- Data excerpts

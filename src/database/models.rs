use chrono::NaiveDateTime;
use serde::Serialize;

use crate::leaderboard::ScoringMode;
use crate::stats::{BattingStats, PitchingStats};

/// A tournament with its rosters and the fingerprints of every file merged into it
#[derive(Debug, Clone)]
pub struct TournamentRecord {
    pub id: i64,
    pub name: String,
    pub batting: Vec<BattingStats>,
    pub pitching: Vec<PitchingStats>,
    pub file_hashes: Vec<String>,
    pub created_at: NaiveDateTime,
    pub updated_at: NaiveDateTime,
}

impl TournamentRecord {
    pub fn has_fingerprint(&self, fingerprint: &str) -> bool {
        self.file_hashes.iter().any(|hash| hash == fingerprint)
    }
}

// Listing DTO; rosters stay in the database
#[derive(Debug, Clone, Serialize)]
#[serde(rename_all = "camelCase")]
pub struct TournamentSummary {
    pub id: i64,
    pub name: String,
    pub batting_count: i64,
    pub pitching_count: i64,
    pub upload_count: i64,
    pub created_at: NaiveDateTime,
}

#[derive(Debug, Clone, Serialize)]
#[serde(rename_all = "camelCase")]
pub struct LeaderboardEntry {
    pub id: i64,
    pub period_key: String,
    pub mode: ScoringMode,
    pub rank: u32,
    pub username: String,
    pub stars: u32,
    pub created_at: NaiveDateTime,
}

#[derive(Debug, Clone, PartialEq, Eq)]
pub struct NewLeaderboardEntry {
    pub period_key: String,
    pub mode: ScoringMode,
    pub rank: u32,
    pub username: String,
    pub stars: u32,
}
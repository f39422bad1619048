use anyhow::Result;

use ootp_tournament_stats::cli::Command;
use ootp_tournament_stats::{
    handle_completions, handle_create_tournament, handle_import, handle_leaderboard,
    handle_reset_database, handle_serve, interpret,
};

fn main() {
    setup_logging();
    parse_and_execute().unwrap_or_else(|e| {
        eprintln!("Error: {e:#}");
        std::process::exit(1);
    });
}

fn setup_logging() {
    sensible_env_logger::init!();
}

fn parse_and_execute() -> Result<()> {
    let command = interpret();
    execute_command(&command)
}

fn execute_command(command: &Command) -> Result<()> {
    match command {
        Command::Serve { port } => handle_serve(*port),
        Command::Leaderboard { dry_run } => handle_leaderboard(*dry_run),
        Command::Import { tournament, file } => handle_import(*tournament, file),
        Command::CreateTournament { name } => handle_create_tournament(name),
        Command::ResetDatabase { yes } => handle_reset_database(*yes),
        Command::Completions { shell } => handle_completions(*shell),
    }
}
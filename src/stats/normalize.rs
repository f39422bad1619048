use uuid::Uuid;

use super::format::{
    format_avg, format_fixed, format_index, AVG_DEFAULT, INDEX_DEFAULT, ONE_PLACE_DEFAULT,
    TWO_PLACE_DEFAULT,
};
use super::innings::Innings;
use super::models::{BattingStats, PitchingStats, StatKind};
use crate::parsing::{CsvValue, RawRow};

const UNKNOWN_NAME: &str = "Unknown";

/// Normalized rows of one upload, typed by the header shape they came in
#[derive(Debug, Clone, PartialEq)]
pub enum NormalizedBatch {
    Batting(Vec<BattingStats>),
    Pitching(Vec<PitchingStats>),
}

impl NormalizedBatch {
    pub fn kind(&self) -> StatKind {
        match self {
            NormalizedBatch::Batting(_) => StatKind::Batting,
            NormalizedBatch::Pitching(_) => StatKind::Pitching,
        }
    }

    pub fn len(&self) -> usize {
        match self {
            NormalizedBatch::Batting(rows) => rows.len(),
            NormalizedBatch::Pitching(rows) => rows.len(),
        }
    }

    pub fn is_empty(&self) -> bool {
        self.len() == 0
    }
}

/// Map raw export rows onto the canonical records for `kind`.
///
/// Never fails: absent names become "Unknown", absent counts become 0 and
/// absent rate fields take their display default. Every row mints a new id.
pub fn normalize(rows: &[&RawRow], kind: StatKind) -> NormalizedBatch {
    match kind {
        StatKind::Batting => {
            NormalizedBatch::Batting(rows.iter().map(|row| normalize_batting(row)).collect())
        }
        StatKind::Pitching => {
            NormalizedBatch::Pitching(rows.iter().map(|row| normalize_pitching(row)).collect())
        }
    }
}

pub fn normalize_batting(row: &RawRow) -> BattingStats {
    BattingStats {
        id: Uuid::new_v4(),
        pos: label(row, "POS"),
        name: player_name(row),
        bats: label(row, "B"),
        ovr: count(row, "OVR"),
        var: label(row, "VAR"),
        g: count(row, "G"),
        gs: count(row, "GS"),
        pa: count(row, "PA"),
        ab: count(row, "AB"),
        h: count(row, "H"),
        doubles: count(row, "2B"),
        triples: count(row, "3B"),
        hr: count(row, "HR"),
        bb_pct: decimal(row, "BB%", 1, ONE_PLACE_DEFAULT),
        so: count(row, "SO"),
        gidp: count(row, "GIDP"),
        avg: average(row, "AVG"),
        obp: average(row, "OBP"),
        slg: average(row, "SLG"),
        woba: average(row, "wOBA"),
        ops: average(row, "OPS"),
        ops_plus: index(row, "OPS+"),
        babip: average(row, "BABIP"),
        wrc_plus: index(row, "wRC+"),
        wraa: decimal(row, "wRAA", 1, ONE_PLACE_DEFAULT),
        war: decimal(row, "WAR", 1, ONE_PLACE_DEFAULT),
        sb_pct: decimal(row, "SB%", 1, ONE_PLACE_DEFAULT),
        bsr: decimal(row, "BsR", 1, ONE_PLACE_DEFAULT),
    }
}

pub fn normalize_pitching(row: &RawRow) -> PitchingStats {
    PitchingStats {
        id: Uuid::new_v4(),
        pos: label(row, "POS"),
        name: player_name(row),
        throws: label(row, "T"),
        ovr: count(row, "OVR"),
        var: label(row, "VAR"),
        g: count(row, "G"),
        gs: count(row, "GS"),
        ip: innings(row, "IP"),
        bf: count(row, "BF"),
        era: decimal(row, "ERA", 2, TWO_PLACE_DEFAULT),
        avg: average(row, "AVG"),
        obp: average(row, "OBP"),
        babip: average(row, "BABIP"),
        whip: decimal(row, "WHIP", 2, TWO_PLACE_DEFAULT),
        bra9: decimal(row, "BRA/9", 2, TWO_PLACE_DEFAULT),
        hr9: decimal(row, "HR/9", 2, TWO_PLACE_DEFAULT),
        h9: decimal(row, "H/9", 2, TWO_PLACE_DEFAULT),
        bb9: decimal(row, "BB/9", 2, TWO_PLACE_DEFAULT),
        k9: decimal(row, "K/9", 2, TWO_PLACE_DEFAULT),
        lob_pct: decimal(row, "LOB%", 1, ONE_PLACE_DEFAULT),
        era_plus: index(row, "ERA+"),
        fip: decimal(row, "FIP", 2, TWO_PLACE_DEFAULT),
        fip_minus: index(row, "FIP-"),
        war: decimal(row, "WAR", 1, ONE_PLACE_DEFAULT),
        siera: decimal(row, "SIERA", 2, TWO_PLACE_DEFAULT),
    }
}

fn player_name(row: &RawRow) -> String {
    row.text("Name").unwrap_or_else(|| UNKNOWN_NAME.to_string())
}

fn label(row: &RawRow, header: &str) -> String {
    row.text(header).unwrap_or_default()
}

fn count(row: &RawRow, header: &str) -> u32 {
    match row.get(header) {
        Some(CsvValue::Number(value)) if *value > 0.0 => value.round() as u32,
        Some(CsvValue::Text(text)) => text
            .trim()
            .replace(',', "")
            .parse::<f64>()
            .ok()
            .filter(|v| v.is_finite() && *v > 0.0)
            .map_or(0, |v| v.round() as u32),
        _ => 0,
    }
}

fn innings(row: &RawRow, header: &str) -> Innings {
    match row.get(header) {
        Some(CsvValue::Number(value)) => Innings::from_number(*value),
        Some(CsvValue::Text(text)) => Innings::parse(text),
        None => Innings::default(),
    }
}

/// Formatted field: numbers are rendered in the field's style, text is kept
fn formatted(row: &RawRow, header: &str, render: impl Fn(f64) -> String, default: &str) -> String {
    match row.get(header) {
        Some(CsvValue::Number(value)) => render(*value),
        Some(value) if !value.is_blank() => value.as_text().trim().to_string(),
        _ => default.to_string(),
    }
}

fn average(row: &RawRow, header: &str) -> String {
    formatted(row, header, format_avg, AVG_DEFAULT)
}

fn decimal(row: &RawRow, header: &str, places: usize, default: &str) -> String {
    formatted(row, header, |v| format_fixed(v, places), default)
}

fn index(row: &RawRow, header: &str) -> String {
    formatted(row, header, format_index, INDEX_DEFAULT)
}
use anyhow::{Context, Result};
use chrono::Utc;
use rusqlite::types::Type;
use rusqlite::{params, OptionalExtension};
use serde::de::DeserializeOwned;

use super::connection::DbConn;
use super::models::{TournamentRecord, TournamentSummary};
use crate::stats::{BattingStats, PitchingStats};

const SELECT_TOURNAMENT: &str =
    "SELECT id, name, batting, pitching, file_hashes, created_at, updated_at FROM tournaments";

pub fn insert_tournament(conn: &mut DbConn, name: &str) -> Result<TournamentRecord> {
    let sql = "INSERT INTO tournaments (name) VALUES (?1) RETURNING id, name, batting, pitching, file_hashes, created_at, updated_at";

    conn.query_row(sql, params![name.trim()], parse_tournament_row)
        .context("Failed to insert tournament")
}

pub fn find_by_id(conn: &mut DbConn, id: i64) -> Result<Option<TournamentRecord>> {
    let sql = format!("{} WHERE id = ?1", SELECT_TOURNAMENT);

    conn.query_row(&sql, params![id], parse_tournament_row)
        .optional()
        .context("Failed to query tournament by id")
}

/// Newest first, with roster sizes counted in SQL
pub fn list_summaries(conn: &mut DbConn) -> Result<Vec<TournamentSummary>> {
    let sql = "SELECT id, name, json_array_length(batting), json_array_length(pitching), json_array_length(file_hashes), created_at FROM tournaments ORDER BY created_at DESC, id DESC";

    let mut stmt = conn.prepare(sql)?;
    let rows = stmt
        .query_map([], parse_summary_row)?
        .collect::<rusqlite::Result<Vec<_>>>()
        .context("Failed to list tournaments")?;

    Ok(rows)
}

/// Replace both rosters and the fingerprint set in one statement
pub fn save_rosters(
    conn: &mut DbConn,
    id: i64,
    batting: &[BattingStats],
    pitching: &[PitchingStats],
    file_hashes: &[String],
) -> Result<()> {
    let sql = "UPDATE tournaments SET batting = ?1, pitching = ?2, file_hashes = ?3, updated_at = ?4 WHERE id = ?5";

    let updated = conn
        .execute(
            sql,
            params![
                serde_json::to_string(batting)?,
                serde_json::to_string(pitching)?,
                serde_json::to_string(file_hashes)?,
                Utc::now().naive_utc(),
                id
            ],
        )
        .with_context(|| format!("Failed to save rosters for tournament {}", id))?;

    if updated == 0 {
        anyhow::bail!("Tournament {} no longer exists", id);
    }
    Ok(())
}

/// Returns whether a row was removed
pub fn delete_tournament(conn: &mut DbConn, id: i64) -> Result<bool> {
    let deleted = conn
        .execute("DELETE FROM tournaments WHERE id = ?1", params![id])
        .with_context(|| format!("Failed to delete tournament {}", id))?;
    Ok(deleted > 0)
}

fn parse_tournament_row(row: &rusqlite::Row) -> rusqlite::Result<TournamentRecord> {
    Ok(TournamentRecord {
        id: row.get(0)?,
        name: row.get(1)?,
        batting: json_column(row, 2)?,
        pitching: json_column(row, 3)?,
        file_hashes: json_column(row, 4)?,
        created_at: row.get(5)?,
        updated_at: row.get(6)?,
    })
}

fn parse_summary_row(row: &rusqlite::Row) -> rusqlite::Result<TournamentSummary> {
    Ok(TournamentSummary {
        id: row.get(0)?,
        name: row.get(1)?,
        batting_count: row.get(2)?,
        pitching_count: row.get(3)?,
        upload_count: row.get(4)?,
        created_at: row.get(5)?,
    })
}

fn json_column<T: DeserializeOwned>(row: &rusqlite::Row, idx: usize) -> rusqlite::Result<T> {
    let raw: String = row.get(idx)?;
    serde_json::from_str(&raw)
        .map_err(|e| rusqlite::Error::FromSqlConversionFailure(idx, Type::Text, Box::new(e)))
}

- Task directions
Nothing but a number, please: how many lines of the listing hold the word "const"?

- Output
2